2.4 People & culture
The Reserve is named for the local Maasai tribes, whose land surrounds the Reserve area. The Maasai have traditionally lived a “semi-nomadic pastoralist” lifestyle (Walpole et al. 2003:x), moving every few years to find new pasture land for their cattle. Their homes were traditionally set up in bomas, groups of huts surrounding an enclosed area in which cattle were housed (see aerial photo in Exhibit 1). Each night, the families would bring their livestock into the enclosure in order to prevent animal predation and cattle theft. Bomas are typically abandoned and rebuilt every few years, after they become uninhabitable (Lamprey and Reid 2004:1002). 
Under English colonial control, Maasai grazing was limited to certain areas and divided among different Maasai clans (Pander 1995). Subsequently, group ranches were created, with control over certain areas given to each clan. During the second half of the 20th Century, acacia and other woodlands were burned to limit tsetse fly habitat. Due to reduced disease risk and additional grasslands, the Maasai grazing range shifted further south, with substantial evidence of bomas in new areas closer to the boundaries of MMNR (Lamprey and Reid 2004). 
Over the last 15 years, the Government of Kenya has pushed for subdivision of the group ranches into separate plots over which individual families would maintain land tenure and legal property rights (Seno and Shaw 2002). This subdivision would, of course, limit nomadism by binding land owners to their particular pieces of land. 
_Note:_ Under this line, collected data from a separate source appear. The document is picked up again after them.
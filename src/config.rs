//! Environment configuration.

use std::env;
use std::path::PathBuf;

#[derive(Debug, Clone, Default)]
pub struct EnvConfig {
    /// `NO_COLOR` convention: any non-empty value disables colors and hints.
    pub no_color: bool,
    /// Mirror every terminal write to this file, for escape-sequence
    /// debugging.
    pub write_log: Option<PathBuf>,
}

impl EnvConfig {
    pub fn from_env() -> Self {
        Self {
            no_color: env_present("NO_COLOR"),
            write_log: env_string_opt("TIDELINE_WRITE_LOG").map(PathBuf::from),
        }
    }
}

fn env_present(key: &str) -> bool {
    env::var(key).map(|value| !value.is_empty()).unwrap_or(false)
}

fn env_string_opt(key: &str) -> Option<String> {
    env::var(key).ok().and_then(|value| {
        if value.trim().is_empty() {
            None
        } else {
            Some(value)
        }
    })
}
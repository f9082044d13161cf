//! Prompt descriptors: the static prompt and the incremental-search overlay.

use crate::core::text::width::char_width;
use crate::render::output::OutputGate;

/// Geometry of a rendered prompt. Control characters other than `'\n'` are
/// stripped; editing happens after the last prompt line, starting at
/// `indentation`.
#[derive(Debug, Clone)]
pub struct Prompt {
    pub text: Vec<char>,
    pub byte_len: usize,
    /// Total visible display columns.
    pub display_cols: usize,
    /// Index of the first code point of the last prompt line.
    pub last_line_start: usize,
    /// Rows beyond the first that the prompt occupies (wrap or `'\n'`).
    pub extra_lines: usize,
    /// Column where input begins on the last prompt line.
    pub indentation: usize,
    /// Cached terminal width the geometry was computed for.
    pub screen_cols: usize,
    /// Display width of the previously drawn prompt (overlay swaps).
    pub previous_prompt_cols: usize,
    /// Display width of the previously drawn input line.
    pub previous_input_cols: usize,
    /// Rows between the first prompt row and the cursor after the last
    /// refresh.
    pub cursor_row_offset: usize,
}

impl Prompt {
    pub fn new(text: &str, screen_cols: usize) -> Self {
        let chars: Vec<char> = text
            .chars()
            .filter(|&ch| ch == '\n' || !ch.is_control())
            .collect();
        let byte_len = chars.iter().map(|ch| ch.len_utf8()).sum();

        let mut x = 0;
        let mut extra_lines = 0;
        let mut last_line_start = 0;
        let mut display_cols = 0;
        for (i, &ch) in chars.iter().enumerate() {
            if ch == '\n' {
                x = 0;
                extra_lines += 1;
                last_line_start = i + 1;
                continue;
            }
            let width = char_width(ch);
            display_cols += width;
            x += width;
            if screen_cols > 0 && x >= screen_cols {
                x = 0;
                extra_lines += 1;
                last_line_start = i + 1;
            }
        }

        Self {
            text: chars,
            byte_len,
            display_cols,
            last_line_start,
            extra_lines,
            indentation: x,
            screen_cols,
            previous_prompt_cols: 0,
            previous_input_cols: 0,
            cursor_row_offset: extra_lines,
        }
    }

    /// A single-row prompt made of this prompt's last line; used when the
    /// search overlay hands the screen back.
    pub fn last_line(&self) -> Self {
        let text: String = self.text[self.last_line_start..].iter().collect();
        Self::new(&text, self.screen_cols)
    }

    pub fn write(&self, gate: &mut OutputGate) {
        gate.chars(&self.text);
    }
}

/// Direction of an incremental history search: toward older entries or
/// toward newer ones.
#[derive(Debug, Clone, Copy, PartialEq, Eq)]
pub enum SearchDirection {
    Backward,
    Forward,
}

impl SearchDirection {
    pub fn flip(self) -> Self {
        match self {
            Self::Backward => Self::Forward,
            Self::Forward => Self::Backward,
        }
    }

    /// The scan step: -1 toward older entries, +1 toward newer.
    pub fn step(self) -> i64 {
        match self {
            Self::Backward => -1,
            Self::Forward => 1,
        }
    }
}

/// The `(reverse-i-search)` overlay: a regenerated prompt plus the search
/// direction and the user-typed search text.
#[derive(Debug)]
pub struct SearchPrompt {
    pub base: Prompt,
    pub direction: SearchDirection,
    pub failed: bool,
    pub search_text: Vec<char>,
}

impl SearchPrompt {
    pub fn new(original: &Prompt, direction: SearchDirection) -> Self {
        let mut overlay = Self {
            base: Prompt::new("", original.screen_cols),
            direction,
            failed: false,
            search_text: Vec::new(),
        };
        overlay.base.previous_prompt_cols = original.previous_prompt_cols;
        overlay.base.previous_input_cols = original.previous_input_cols;
        overlay.update();
        overlay
    }

    /// Regenerate the overlay text after the direction, failure state, or
    /// search text changed. Geometry is rebuilt; draw bookkeeping survives.
    pub fn update(&mut self) {
        let label = match (self.failed, self.direction) {
            (false, SearchDirection::Backward) => "(reverse-i-search)`",
            (false, SearchDirection::Forward) => "(i-search)`",
            (true, SearchDirection::Backward) => "(failed reverse-i-search)`",
            (true, SearchDirection::Forward) => "(failed i-search)`",
        };
        let mut text = String::from(label);
        text.extend(self.search_text.iter());
        text.push_str("': ");

        let previous_prompt_cols = self.base.previous_prompt_cols;
        let previous_input_cols = self.base.previous_input_cols;
        let cursor_row_offset = self.base.cursor_row_offset;
        self.base = Prompt::new(&text, self.base.screen_cols);
        self.base.previous_prompt_cols = previous_prompt_cols;
        self.base.previous_input_cols = previous_input_cols;
        self.base.cursor_row_offset = cursor_row_offset;
    }
}

#[cfg(test)]
mod tests {
    use super::{Prompt, SearchDirection, SearchPrompt};

    #[test]
    fn one_line_prompt_geometry() {
        let prompt = Prompt::new("> ", 80);
        assert_eq!(prompt.indentation, 2);
        assert_eq!(prompt.extra_lines, 0);
        assert_eq!(prompt.last_line_start, 0);
        assert_eq!(prompt.display_cols, 2);
    }

    #[test]
    fn newline_starts_a_fresh_line() {
        let prompt = Prompt::new("state\n>> ", 80);
        assert_eq!(prompt.extra_lines, 1);
        assert_eq!(prompt.indentation, 3);
        assert_eq!(prompt.last_line_start, 6);
    }

    #[test]
    fn wide_prompt_wraps_on_narrow_screens() {
        let prompt = Prompt::new("0123456789abc", 10);
        assert_eq!(prompt.extra_lines, 1);
        assert_eq!(prompt.indentation, 3);
    }

    #[test]
    fn control_characters_are_stripped() {
        let prompt = Prompt::new("a\x07b> ", 80);
        let text: String = prompt.text.iter().collect();
        assert_eq!(text, "ab> ");
    }

    #[test]
    fn last_line_keeps_the_indentation() {
        let prompt = Prompt::new("head\n> ", 80);
        let last = prompt.last_line();
        assert_eq!(last.extra_lines, 0);
        assert_eq!(last.indentation, prompt.indentation);
    }

    #[test]
    fn overlay_text_tracks_direction_and_search_text() {
        let base = Prompt::new("> ", 80);
        let mut overlay = SearchPrompt::new(&base, SearchDirection::Backward);
        overlay.search_text = "gam".chars().collect();
        overlay.update();
        let text: String = overlay.base.text.iter().collect();
        assert_eq!(text, "(reverse-i-search)`gam': ");

        overlay.direction = SearchDirection::Forward;
        overlay.failed = true;
        overlay.update();
        let text: String = overlay.base.text.iter().collect();
        assert_eq!(text, "(failed i-search)`gam': ");
    }
}
//! Display assembly: brace matching, highlight colors, and hints.

use crate::core::line::NO_HINT;
use crate::core::terminal::{ansi_color, Color, Terminal};
use crate::editor::{Editor, HintAction};
use crate::render::prompt::Prompt;

fn push_color(display: &mut Vec<char>, color: Color) {
    display.extend(ansi_color(color).chars());
}

impl<T: Terminal> Editor<T> {
    /// Find the brace matching the one under the cursor. Returns its index
    /// and whether the pairing crossed a mismatched bracket kind.
    pub(crate) fn scan_matching_brace(&self) -> (Option<usize>, bool) {
        if self.line.pos >= self.line.len() {
            return (None, false);
        }
        let under = self.line.char_at(self.line.pos);
        let (direction, same, partner) = match under {
            '}' => (-1i64, '}', '{'),
            ']' => (-1, ']', '['),
            ')' => (-1, ')', '('),
            '{' => (1, '}', '{'),
            '[' => (1, ']', '['),
            '(' => (1, ')', '('),
            _ => return (None, false),
        };

        let mut unmatched = direction;
        let mut unmatched_other = 0i64;
        let mut i = self.line.pos as i64 + direction;
        while i >= 0 && (i as usize) < self.line.len() {
            let ch = self.line.char_at(i as usize);
            if matches!(ch, '}' | ']' | ')') {
                if ch == same {
                    unmatched -= 1;
                } else {
                    unmatched_other -= 1;
                }
            } else if matches!(ch, '{' | '[' | '(') {
                if ch == partner {
                    unmatched += 1;
                } else {
                    unmatched_other += 1;
                }
            }
            if unmatched == 0 {
                return (Some(i as usize), unmatched_other != 0);
            }
            i += direction;
        }
        (None, false)
    }

    /// Rebuild the display buffer: one color slot per code point, the
    /// highlighter's overrides, and the brace-match accent, flattened into
    /// code points with embedded escapes.
    pub(crate) fn assemble_display(&mut self, highlight_idx: Option<usize>, error: bool) {
        let len = self.line.len();
        let mut colors = vec![Color::Default; len];
        if let Some(hook) = self.highlighter.as_mut() {
            let text: String = self.line.chars().iter().collect();
            hook(&text, &mut colors);
            colors.resize(len, Color::Default);
        }
        if let Some(idx) = highlight_idx {
            if idx < len {
                colors[idx] = if error { Color::Error } else { Color::BrightRed };
            }
        }

        let mut display = Vec::with_capacity(len + 16);
        let mut current = Color::Default;
        for i in 0..len {
            if colors[i] != current {
                current = colors[i];
                push_color(&mut display, current);
            }
            display.push(self.line.char_at(i));
        }
        push_color(&mut display, Color::Default);
        self.line.display = display;
    }

    /// Append hints to the display buffer. Returns the change in display
    /// columns the inline continuation contributes (can be negative when a
    /// candidate list is shown without an inline selection).
    pub(crate) fn handle_hints(&mut self, pi: &Prompt, action: HintAction) -> i64 {
        if self.options.no_color || self.hinter.is_none() || action == HintAction::Skip {
            return 0;
        }
        if self.line.pos != self.line.len() {
            return 0;
        }
        self.line.hint.clear();
        if action == HintAction::Regenerate {
            self.line.hint_selection = NO_HINT;
        }

        let mut color = Color::Gray;
        let mut context_len = self.context_length();
        let text = self.line.utf8_prefix(self.line.pos);
        let hints: Vec<Vec<char>> = match self.hinter.as_mut() {
            Some(hook) => hook(&text, &mut context_len, &mut color)
                .into_iter()
                .map(|hint| hint.chars().collect())
                .collect(),
            None => Vec::new(),
        };
        let context_len = context_len.min(self.line.pos);
        let count = hints.len();
        let mut inline_len: i64 = 0;

        if count == 1 {
            let hint = &hints[0];
            inline_len = hint.len() as i64;
            let mut display = std::mem::take(&mut self.line.display);
            push_color(&mut display, color);
            for &ch in &hint[context_len.min(hint.len())..] {
                display.push(ch);
            }
            push_color(&mut display, Color::Default);
            self.line.display = display;
            self.line.hint = hint.clone();
        } else if self.options.max_hint_rows > 0 && count > 0 {
            let start_col = pi.indentation + self.line.pos - context_len;
            let max_col = pi.screen_cols;

            if self.line.hint_selection < NO_HINT {
                self.line.hint_selection = count as i32 - 1;
            } else if self.line.hint_selection >= count as i32 {
                self.line.hint_selection = NO_HINT;
            }

            let mut display = std::mem::take(&mut self.line.display);
            push_color(&mut display, color);
            if self.line.hint_selection != NO_HINT {
                let hint = &hints[self.line.hint_selection as usize];
                let room = max_col as i64 - start_col as i64 - self.line.len() as i64;
                inline_len = (hint.len() as i64).min(room);
                let end = inline_len.max(0) as usize;
                for &ch in hint[..end.min(hint.len())].iter().skip(context_len) {
                    display.push(ch);
                }
                self.line.hint = hint.clone();
            }
            push_color(&mut display, Color::Default);

            for hint_row in 0..count.min(self.options.max_hint_rows) {
                display.push('\n');
                let mut col = 0;
                while col < start_col && col < max_col {
                    display.push(' ');
                    col += 1;
                }
                push_color(&mut display, color);
                for i in (self.line.pos - context_len)..self.line.pos {
                    if col >= max_col {
                        break;
                    }
                    display.push(self.line.char_at(i));
                    col += 1;
                }
                let mut hint_no = hint_row as i32 + self.line.hint_selection + 1;
                if hint_no == count as i32 {
                    continue;
                }
                if hint_no > count as i32 {
                    hint_no -= 1;
                }
                let hint = &hints[hint_no as usize % count];
                for &ch in hint.iter().skip(context_len) {
                    if col >= max_col {
                        break;
                    }
                    display.push(ch);
                    col += 1;
                }
                push_color(&mut display, Color::Default);
            }
            self.line.display = display;
        }

        inline_len - context_len as i64
    }
}
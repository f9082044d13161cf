//! Interactive single-line editor for terminal programs.
//!
//! Reads a line from a raw-mode terminal with in-place editing, history
//! recall, incremental history search, tab completion, inline hints, and
//! syntax colorization.
//!
//! Invariant: single output gate — the refresh engine writes to the terminal
//! only through `render::output::OutputGate::flush(..)`.
//!
//! ```no_run
//! let mut editor = tideline::Editor::new();
//! while let Ok(line) = editor.input("> ") {
//!     editor.history_add(&line);
//!     println!("got: {line}");
//! }
//! ```

pub mod config;

pub mod core;
pub mod editor;
pub mod platform;
pub mod render;

// Editor and configuration
pub use crate::editor::{
    CompletionHook, Editor, HighlightHook, HintAction, HintHook, ReadlineError,
};

pub use crate::config::EnvConfig;

// Terminal interface and the POSIX implementation
pub use crate::core::terminal::{ansi_color, ClearRegion, Color, Terminal};
#[cfg(unix)]
pub use crate::platform::PosixTerminal;

// Key event encoding
pub use crate::core::keys::{
    ctrl_key, meta_key, normalize_ctrl, CTRL, DELETE_KEY, DOWN_KEY, END_KEY, HOME_KEY, LEFT_KEY,
    META, PAGE_DOWN_KEY, PAGE_UP_KEY, RIGHT_KEY, UP_KEY,
};

// Building blocks
pub use crate::core::history::History;
pub use crate::core::kill_ring::{KillAction, KillRing};
pub use crate::core::line::LineModel;
pub use crate::core::text::width::{char_width, column_width};
pub use crate::core::text::DEFAULT_BREAK_CHARS;
pub use crate::render::prompt::{Prompt, SearchDirection, SearchPrompt};
pub use crate::render::screen::advance;
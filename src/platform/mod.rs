//! Platform terminal implementations.

#[cfg(unix)]
pub mod posix;

#[cfg(unix)]
pub use posix::PosixTerminal;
Resource managers are particularly concerned about MMNR and surroundings because of endangered species such as black rhino and wild dogs, the former classified as “critically endangered” by the World Conservation Union (IUCN). In addition, other large carnivores are confronting local declines, while woodlands (as noted above) are also severely limited ("Maasai Mara National Reserve Ecological Management Plan, 2009-2019" 2009). Recent research has found that, at present, Kenyan wildlife is not preserved any better in protected areas than it is on other lands (Western et al. 2009).